Given records section start

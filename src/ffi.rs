//! FFI bindings for FTDI libMPSSE SPI library
//!
//! This module provides low-level bindings to the libMPSSE SPI DLL.
//! Based on libmpsse_spi.h from FTDI's libMPSSE library.
//!
//! Types, status codes and option constants are always compiled (the error
//! type references them); the extern block is only present with the
//! `hardware` feature, which also makes build.rs emit the link directives.

#![allow(non_camel_case_types)]
#![allow(dead_code)]

use std::ffi::c_void;

// Windows types (matching WinTypes.h and ftd2xx.h)
pub type DWORD = u32;
pub type UCHAR = u8;
pub type USHORT = u16;
pub type LPDWORD = *mut DWORD;
pub type BOOL = i32;

// FTDI types
pub type FT_STATUS = DWORD;
pub type FT_HANDLE = *mut c_void;

// FT_STATUS return codes (from ftd2xx.h)
pub const FT_OK: FT_STATUS = 0;
pub const FT_INVALID_HANDLE: FT_STATUS = 1;
pub const FT_DEVICE_NOT_FOUND: FT_STATUS = 2;
pub const FT_DEVICE_NOT_OPENED: FT_STATUS = 3;
pub const FT_IO_ERROR: FT_STATUS = 4;
pub const FT_INSUFFICIENT_RESOURCES: FT_STATUS = 5;
pub const FT_INVALID_PARAMETER: FT_STATUS = 6;
pub const FT_INVALID_BAUD_RATE: FT_STATUS = 7;
pub const FT_DEVICE_NOT_OPENED_FOR_ERASE: FT_STATUS = 8;
pub const FT_DEVICE_NOT_OPENED_FOR_WRITE: FT_STATUS = 9;
pub const FT_FAILED_TO_WRITE_DEVICE: FT_STATUS = 10;
pub const FT_EEPROM_READ_FAILED: FT_STATUS = 11;
pub const FT_EEPROM_WRITE_FAILED: FT_STATUS = 12;
pub const FT_EEPROM_ERASE_FAILED: FT_STATUS = 13;
pub const FT_EEPROM_NOT_PRESENT: FT_STATUS = 14;
pub const FT_EEPROM_NOT_PROGRAMMED: FT_STATUS = 15;
pub const FT_INVALID_ARGS: FT_STATUS = 16;
pub const FT_NOT_SUPPORTED: FT_STATUS = 17;
pub const FT_OTHER_ERROR: FT_STATUS = 18;

// SPI configOptions bits (from libmpsse_spi.h)
pub const SPI_CONFIG_OPTION_MODE0: DWORD = 0x00000000;
pub const SPI_CONFIG_OPTION_MODE1: DWORD = 0x00000001;
pub const SPI_CONFIG_OPTION_MODE2: DWORD = 0x00000002;
pub const SPI_CONFIG_OPTION_MODE3: DWORD = 0x00000003;
pub const SPI_CONFIG_OPTION_CS_DBUS3: DWORD = 0x00000000;
pub const SPI_CONFIG_OPTION_CS_DBUS4: DWORD = 0x00000004;
pub const SPI_CONFIG_OPTION_CS_DBUS5: DWORD = 0x00000008;
pub const SPI_CONFIG_OPTION_CS_DBUS6: DWORD = 0x0000000C;
pub const SPI_CONFIG_OPTION_CS_DBUS7: DWORD = 0x00000010;
pub const SPI_CONFIG_OPTION_CS_ACTIVELOW: DWORD = 0x00000020;

// SPI transfer options (from libmpsse_spi.h)
pub const SPI_TRANSFER_OPTIONS_SIZE_IN_BYTES: DWORD = 0x00000000;
pub const SPI_TRANSFER_OPTIONS_SIZE_IN_BITS: DWORD = 0x00000001;
pub const SPI_TRANSFER_OPTIONS_CHIPSELECT_ENABLE: DWORD = 0x00000002;
pub const SPI_TRANSFER_OPTIONS_CHIPSELECT_DISABLE: DWORD = 0x00000004;

// SPI clock rate: 1 MHz, well under the L3GD20's 10 MHz limit
pub const SPI_CLOCK_RATE_HZ: DWORD = 1_000_000;

// FT_DEVICE_LIST_INFO_NODE structure (from ftd2xx.h)
#[repr(C)]
#[derive(Debug, Clone)]
#[allow(non_snake_case)]
pub struct FT_DEVICE_LIST_INFO_NODE {
    pub Flags: DWORD,
    pub Type: DWORD,
    pub ID: DWORD,
    pub LocId: DWORD,
    pub SerialNumber: [u8; 16],
    pub Description: [u8; 64],
    pub ftHandle: FT_HANDLE,
}

// ChannelConfig structure (from libmpsse_spi.h)
#[repr(C)]
#[derive(Debug, Clone)]
#[allow(non_snake_case)]
pub struct ChannelConfig {
    pub ClockRate: DWORD,
    pub LatencyTimer: UCHAR,
    pub configOptions: DWORD,
    pub Pin: DWORD,
    pub reserved: USHORT,
}

impl Default for ChannelConfig {
    fn default() -> Self {
        Self {
            ClockRate: SPI_CLOCK_RATE_HZ,
            LatencyTimer: 8,
            // SPI mode 3, CS on ADBUS3, active low - the L3GD20 wiring
            configOptions: SPI_CONFIG_OPTION_MODE3
                | SPI_CONFIG_OPTION_CS_DBUS3
                | SPI_CONFIG_OPTION_CS_ACTIVELOW,
            Pin: 0,
            reserved: 0,
        }
    }
}

// External function declarations from libmpsse.dll
#[cfg(feature = "hardware")]
#[link(name = "libmpsse")]
extern "C" {
    /// Initialize libMPSSE library
    pub fn Init_libMPSSE();

    /// Cleanup libMPSSE library
    pub fn Cleanup_libMPSSE();

    /// Get the number of SPI channels available
    pub fn SPI_GetNumChannels(numChannels: *mut DWORD) -> FT_STATUS;

    /// Get information about a specific channel
    pub fn SPI_GetChannelInfo(
        index: DWORD,
        chanInfo: *mut FT_DEVICE_LIST_INFO_NODE,
    ) -> FT_STATUS;

    /// Open an SPI channel
    pub fn SPI_OpenChannel(index: DWORD, handle: *mut FT_HANDLE) -> FT_STATUS;

    /// Initialize an SPI channel with configuration
    pub fn SPI_InitChannel(handle: FT_HANDLE, config: *mut ChannelConfig) -> FT_STATUS;

    /// Close an SPI channel
    pub fn SPI_CloseChannel(handle: FT_HANDLE) -> FT_STATUS;

    /// Read data from the SPI slave
    pub fn SPI_Read(
        handle: FT_HANDLE,
        buffer: *mut UCHAR,
        sizeToTransfer: DWORD,
        sizeTransferred: LPDWORD,
        transferOptions: DWORD,
    ) -> FT_STATUS;

    /// Write data to the SPI slave
    pub fn SPI_Write(
        handle: FT_HANDLE,
        buffer: *const UCHAR,
        sizeToTransfer: DWORD,
        sizeTransferred: LPDWORD,
        transferOptions: DWORD,
    ) -> FT_STATUS;

    /// Simultaneous write/read transfer
    pub fn SPI_ReadWrite(
        handle: FT_HANDLE,
        inBuffer: *mut UCHAR,
        outBuffer: *mut UCHAR,
        sizeToTransfer: DWORD,
        sizeTransferred: LPDWORD,
        transferOptions: DWORD,
    ) -> FT_STATUS;
}

/// Helper function to convert FT_STATUS to a string description
pub fn status_to_string(status: FT_STATUS) -> &'static str {
    match status {
        FT_OK => "FT_OK",
        FT_INVALID_HANDLE => "FT_INVALID_HANDLE",
        FT_DEVICE_NOT_FOUND => "FT_DEVICE_NOT_FOUND",
        FT_DEVICE_NOT_OPENED => "FT_DEVICE_NOT_OPENED",
        FT_IO_ERROR => "FT_IO_ERROR",
        FT_INSUFFICIENT_RESOURCES => "FT_INSUFFICIENT_RESOURCES",
        FT_INVALID_PARAMETER => "FT_INVALID_PARAMETER",
        FT_INVALID_BAUD_RATE => "FT_INVALID_BAUD_RATE",
        FT_DEVICE_NOT_OPENED_FOR_ERASE => "FT_DEVICE_NOT_OPENED_FOR_ERASE",
        FT_DEVICE_NOT_OPENED_FOR_WRITE => "FT_DEVICE_NOT_OPENED_FOR_WRITE",
        FT_FAILED_TO_WRITE_DEVICE => "FT_FAILED_TO_WRITE_DEVICE",
        FT_EEPROM_READ_FAILED => "FT_EEPROM_READ_FAILED",
        FT_EEPROM_WRITE_FAILED => "FT_EEPROM_WRITE_FAILED",
        FT_EEPROM_ERASE_FAILED => "FT_EEPROM_ERASE_FAILED",
        FT_EEPROM_NOT_PRESENT => "FT_EEPROM_NOT_PRESENT",
        FT_EEPROM_NOT_PROGRAMMED => "FT_EEPROM_NOT_PROGRAMMED",
        FT_INVALID_ARGS => "FT_INVALID_ARGS",
        FT_NOT_SUPPORTED => "FT_NOT_SUPPORTED",
        FT_OTHER_ERROR => "FT_OTHER_ERROR",
        _ => "UNKNOWN_ERROR",
    }
}
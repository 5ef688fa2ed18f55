//! FT232H-based distance tracker for the L3GD20 gyroscope
//!
//! This library polls an L3GD20 3-axis gyroscope over SPI (via the FTDI
//! FT232H MPSSE bridge and the libMPSSE library), conditions the angular-rate
//! samples and integrates them into an approximate linear distance over a
//! fixed 20-second observation window of 40 samples at 500 ms.
//!
//! # Quick Start
//!
//! ## Live Tracking (hardware, feature `hardware`)
//! ```ignore
//! use ft232_l3gd20_spi::{SpiTransport, Tracker, TrackerConfig};
//!
//! let bus = SpiTransport::open(0)?;
//! let mut tracker = Tracker::new(bus, TrackerConfig::default())?;
//! println!("Gyro ID: {}", tracker.device_id());
//!
//! loop {
//!     let report = tracker.tick()?;
//!     if let Some(live) = report.live {
//!         println!("X: {:.2} dps at tick {}", live.angular.x, live.tick_index);
//!     }
//!     if let Some(done) = report.completion {
//!         println!("distance: {:.2} m", done.distance);
//!         break;
//!     }
//! }
//! # Ok::<(), ft232_l3gd20_spi::L3gd20Error>(())
//! ```
//!
//! ## Replaying a Recording
//! ```
//! use ft232_l3gd20_spi::{ReplayBus, Tracker, TrackerConfig};
//!
//! // One raw [x, y, z] count triple per 500 ms tick
//! let bus = ReplayBus::new(vec![[120, -40, 8]; 45]);
//! let mut tracker = Tracker::new(bus, TrackerConfig::default())?;
//!
//! for _ in 0..45 {
//!     let report = tracker.tick()?;
//!     if let Some(done) = report.completion {
//!         println!("distance: {:.2} m", done.distance);
//!         for block in &done.batch {
//!             print!("{block}");
//!         }
//!     }
//! }
//! # Ok::<(), ft232_l3gd20_spi::L3gd20Error>(())
//! ```
//!
//! ## Driving the State Machine Directly
//! ```
//! use ft232_l3gd20_spi::{AngularVelocity, SessionState, RADIUS_MM, WINDOW_CAPACITY};
//!
//! let mut state = SessionState::new();
//! for _ in 0..WINDOW_CAPACITY {
//!     state.advance(AngularVelocity::new(1.0, 0.0, 0.0), RADIUS_MM);
//! }
//! assert!(state.distance().is_some());
//! ```

pub mod bus;
pub mod common;
pub mod error;
mod ffi;
pub mod l3gd20;
pub mod report;
pub mod session;
pub mod tracking;

// Re-export public API
pub use bus::{GyroBus, ReplayBus};
#[cfg(feature = "hardware")]
pub use bus::SpiTransport;
pub use common::{create_bar, TickPacer, TimeKeeper};
pub use error::{L3gd20Error, Result};
pub use l3gd20::{
    decode_axis, AngularVelocity, Calibration, L3gd20, CALIBRATION_SAMPLE_COUNT,
    DEFAULT_ZERO_OFFSETS, FS_500_SENSITIVITY,
};
pub use report::{batch_report, distance_readout, live_readout, plot_rows, LiveReadout};
pub use session::{
    Completion, LiveSample, Mode, SessionState, TickReport, Tracker, TrackerConfig,
};
pub use tracking::{
    condition, estimate_distance, LinearVelocity, ObservationWindow, ReportLatch, WindowState,
    MAX_GYRO_DPS, MIN_GYRO_DPS, RADIUS_MM, TICK_INTERVAL, TICK_INTERVAL_SECS, WINDOW_CAPACITY,
};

Given records section end

◆ How to complete this task ◆
All lines in the listing above between the line with "pub Description: [u8;" and the line with "channel with configuration", inclusive, should be set down exactly, and no line outside that range.

◆ Written response ◆
    pub Description: [u8; 64],
    pub ftHandle: FT_HANDLE,
}

// ChannelConfig structure (from libmpsse_spi.h)
#[repr(C)]
#[derive(Debug, Clone)]
#[allow(non_snake_case)]
pub struct ChannelConfig {
    pub ClockRate: DWORD,
    pub LatencyTimer: UCHAR,
    pub configOptions: DWORD,
    pub Pin: DWORD,
    pub reserved: USHORT,
}

impl Default for ChannelConfig {
    fn default() -> Self {
        Self {
            ClockRate: SPI_CLOCK_RATE_HZ,
            LatencyTimer: 8,
            // SPI mode 3, CS on ADBUS3, active low - the L3GD20 wiring
            configOptions: SPI_CONFIG_OPTION_MODE3
                | SPI_CONFIG_OPTION_CS_DBUS3
                | SPI_CONFIG_OPTION_CS_ACTIVELOW,
            Pin: 0,
            reserved: 0,
        }
    }
}

// External function declarations from libmpsse.dll
#[cfg(feature = "hardware")]
#[link(name = "libmpsse")]
extern "C" {
    /// Initialize libMPSSE library
    pub fn Init_libMPSSE();

    /// Cleanup libMPSSE library
    pub fn Cleanup_libMPSSE();

    /// Get the number of SPI channels available
    pub fn SPI_GetNumChannels(numChannels: *mut DWORD) -> FT_STATUS;

    /// Get information about a specific channel
    pub fn SPI_GetChannelInfo(
        index: DWORD,
        chanInfo: *mut FT_DEVICE_LIST_INFO_NODE,
    ) -> FT_STATUS;

    /// Open an SPI channel
    pub fn SPI_OpenChannel(index: DWORD, handle: *mut FT_HANDLE) -> FT_STATUS;

    /// Initialize an SPI channel with configuration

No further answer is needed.